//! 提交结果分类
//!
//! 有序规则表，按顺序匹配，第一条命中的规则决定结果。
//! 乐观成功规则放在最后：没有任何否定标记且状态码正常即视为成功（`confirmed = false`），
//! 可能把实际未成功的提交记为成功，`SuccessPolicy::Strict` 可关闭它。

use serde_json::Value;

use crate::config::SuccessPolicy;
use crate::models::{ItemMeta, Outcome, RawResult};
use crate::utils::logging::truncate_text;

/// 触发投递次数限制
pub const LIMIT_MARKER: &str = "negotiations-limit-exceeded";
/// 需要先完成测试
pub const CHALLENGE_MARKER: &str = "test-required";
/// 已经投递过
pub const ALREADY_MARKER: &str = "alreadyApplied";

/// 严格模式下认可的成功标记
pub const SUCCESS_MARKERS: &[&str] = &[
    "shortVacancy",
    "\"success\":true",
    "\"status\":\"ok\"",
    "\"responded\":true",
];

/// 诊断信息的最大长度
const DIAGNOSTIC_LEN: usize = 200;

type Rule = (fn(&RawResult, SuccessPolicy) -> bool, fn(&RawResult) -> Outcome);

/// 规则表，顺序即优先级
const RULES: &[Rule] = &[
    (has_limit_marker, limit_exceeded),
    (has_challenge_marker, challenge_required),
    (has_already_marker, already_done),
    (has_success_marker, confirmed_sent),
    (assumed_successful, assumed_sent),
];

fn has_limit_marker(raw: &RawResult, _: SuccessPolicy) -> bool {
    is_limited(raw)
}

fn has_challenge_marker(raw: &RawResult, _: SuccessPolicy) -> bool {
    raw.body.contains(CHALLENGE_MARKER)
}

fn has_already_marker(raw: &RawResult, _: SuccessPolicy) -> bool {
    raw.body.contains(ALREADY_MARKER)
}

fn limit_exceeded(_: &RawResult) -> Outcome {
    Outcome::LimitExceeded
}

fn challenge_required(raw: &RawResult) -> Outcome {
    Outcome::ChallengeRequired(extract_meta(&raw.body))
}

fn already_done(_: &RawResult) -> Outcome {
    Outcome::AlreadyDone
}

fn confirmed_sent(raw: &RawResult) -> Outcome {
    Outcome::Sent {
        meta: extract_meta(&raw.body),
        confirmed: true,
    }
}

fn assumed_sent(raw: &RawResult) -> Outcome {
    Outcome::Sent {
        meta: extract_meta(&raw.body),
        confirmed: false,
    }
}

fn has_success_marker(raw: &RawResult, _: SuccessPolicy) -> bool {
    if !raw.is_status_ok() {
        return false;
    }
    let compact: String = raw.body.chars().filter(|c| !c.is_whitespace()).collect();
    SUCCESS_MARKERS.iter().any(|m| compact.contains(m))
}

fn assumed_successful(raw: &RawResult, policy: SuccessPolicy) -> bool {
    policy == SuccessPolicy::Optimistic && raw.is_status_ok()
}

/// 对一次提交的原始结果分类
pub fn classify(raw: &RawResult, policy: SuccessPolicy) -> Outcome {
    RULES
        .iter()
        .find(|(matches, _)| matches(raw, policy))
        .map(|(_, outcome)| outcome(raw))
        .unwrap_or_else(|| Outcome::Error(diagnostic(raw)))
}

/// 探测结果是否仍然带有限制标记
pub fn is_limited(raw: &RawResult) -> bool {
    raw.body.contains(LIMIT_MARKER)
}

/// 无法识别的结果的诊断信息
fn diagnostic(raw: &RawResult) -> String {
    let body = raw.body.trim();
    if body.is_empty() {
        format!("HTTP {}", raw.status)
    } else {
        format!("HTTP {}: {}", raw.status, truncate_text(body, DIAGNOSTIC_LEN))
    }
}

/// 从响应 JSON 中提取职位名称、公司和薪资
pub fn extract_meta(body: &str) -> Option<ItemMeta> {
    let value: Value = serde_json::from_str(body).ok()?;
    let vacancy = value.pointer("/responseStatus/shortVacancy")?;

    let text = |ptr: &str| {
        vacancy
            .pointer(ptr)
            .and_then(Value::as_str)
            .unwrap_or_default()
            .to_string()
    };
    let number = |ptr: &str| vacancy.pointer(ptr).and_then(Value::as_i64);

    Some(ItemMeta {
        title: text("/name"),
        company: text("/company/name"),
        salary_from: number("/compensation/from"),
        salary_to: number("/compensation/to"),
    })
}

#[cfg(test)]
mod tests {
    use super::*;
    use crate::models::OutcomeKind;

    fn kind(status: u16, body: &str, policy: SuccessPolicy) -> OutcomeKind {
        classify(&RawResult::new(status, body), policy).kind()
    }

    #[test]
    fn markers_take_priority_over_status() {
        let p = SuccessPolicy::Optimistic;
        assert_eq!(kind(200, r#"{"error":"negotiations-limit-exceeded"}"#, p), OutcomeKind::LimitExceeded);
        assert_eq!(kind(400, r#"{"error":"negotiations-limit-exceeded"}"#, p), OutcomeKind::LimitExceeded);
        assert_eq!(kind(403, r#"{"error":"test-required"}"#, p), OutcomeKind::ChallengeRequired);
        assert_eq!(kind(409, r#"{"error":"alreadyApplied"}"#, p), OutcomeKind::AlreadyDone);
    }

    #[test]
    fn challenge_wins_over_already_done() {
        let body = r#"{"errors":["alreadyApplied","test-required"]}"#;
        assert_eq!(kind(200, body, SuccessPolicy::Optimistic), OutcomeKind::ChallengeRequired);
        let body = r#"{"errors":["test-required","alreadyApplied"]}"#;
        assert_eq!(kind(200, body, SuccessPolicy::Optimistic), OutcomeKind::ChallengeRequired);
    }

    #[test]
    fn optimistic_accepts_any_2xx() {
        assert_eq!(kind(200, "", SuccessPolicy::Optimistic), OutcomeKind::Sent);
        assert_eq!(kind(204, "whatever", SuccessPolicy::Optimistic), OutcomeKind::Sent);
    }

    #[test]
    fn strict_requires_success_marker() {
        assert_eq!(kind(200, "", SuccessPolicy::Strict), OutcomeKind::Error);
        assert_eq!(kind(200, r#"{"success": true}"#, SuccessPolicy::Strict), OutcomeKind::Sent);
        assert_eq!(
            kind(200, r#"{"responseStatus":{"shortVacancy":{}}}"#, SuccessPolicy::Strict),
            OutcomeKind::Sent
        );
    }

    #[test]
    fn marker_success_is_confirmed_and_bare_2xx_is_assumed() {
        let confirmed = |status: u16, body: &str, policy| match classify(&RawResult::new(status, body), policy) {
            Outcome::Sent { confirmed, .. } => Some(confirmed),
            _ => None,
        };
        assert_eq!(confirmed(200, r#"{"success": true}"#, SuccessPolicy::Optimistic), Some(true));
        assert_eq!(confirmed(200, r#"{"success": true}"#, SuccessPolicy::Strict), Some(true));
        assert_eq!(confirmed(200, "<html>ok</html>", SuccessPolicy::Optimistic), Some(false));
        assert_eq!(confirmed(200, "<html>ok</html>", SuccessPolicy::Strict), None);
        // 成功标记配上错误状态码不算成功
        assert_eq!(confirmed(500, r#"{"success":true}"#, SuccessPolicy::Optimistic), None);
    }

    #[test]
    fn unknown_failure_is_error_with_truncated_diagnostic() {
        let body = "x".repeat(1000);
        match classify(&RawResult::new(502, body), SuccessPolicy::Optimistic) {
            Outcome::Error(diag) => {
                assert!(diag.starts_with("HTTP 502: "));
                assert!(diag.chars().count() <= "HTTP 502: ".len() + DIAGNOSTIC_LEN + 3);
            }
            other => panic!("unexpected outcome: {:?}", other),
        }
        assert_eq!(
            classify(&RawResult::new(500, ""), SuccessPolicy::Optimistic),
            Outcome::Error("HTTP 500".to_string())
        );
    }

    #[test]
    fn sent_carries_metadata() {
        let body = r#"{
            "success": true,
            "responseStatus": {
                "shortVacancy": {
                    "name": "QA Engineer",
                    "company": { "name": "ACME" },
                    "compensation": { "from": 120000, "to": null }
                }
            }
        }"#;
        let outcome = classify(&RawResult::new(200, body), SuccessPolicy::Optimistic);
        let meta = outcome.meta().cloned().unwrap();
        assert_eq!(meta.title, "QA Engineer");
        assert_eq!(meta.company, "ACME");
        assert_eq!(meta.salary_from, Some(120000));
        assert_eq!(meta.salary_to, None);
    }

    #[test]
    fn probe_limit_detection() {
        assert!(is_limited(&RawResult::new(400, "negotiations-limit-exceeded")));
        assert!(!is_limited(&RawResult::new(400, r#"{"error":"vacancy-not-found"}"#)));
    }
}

**Description of the task**
Give the number of lines above that hold the word "compensation", and nothing more.

**Final answer**
3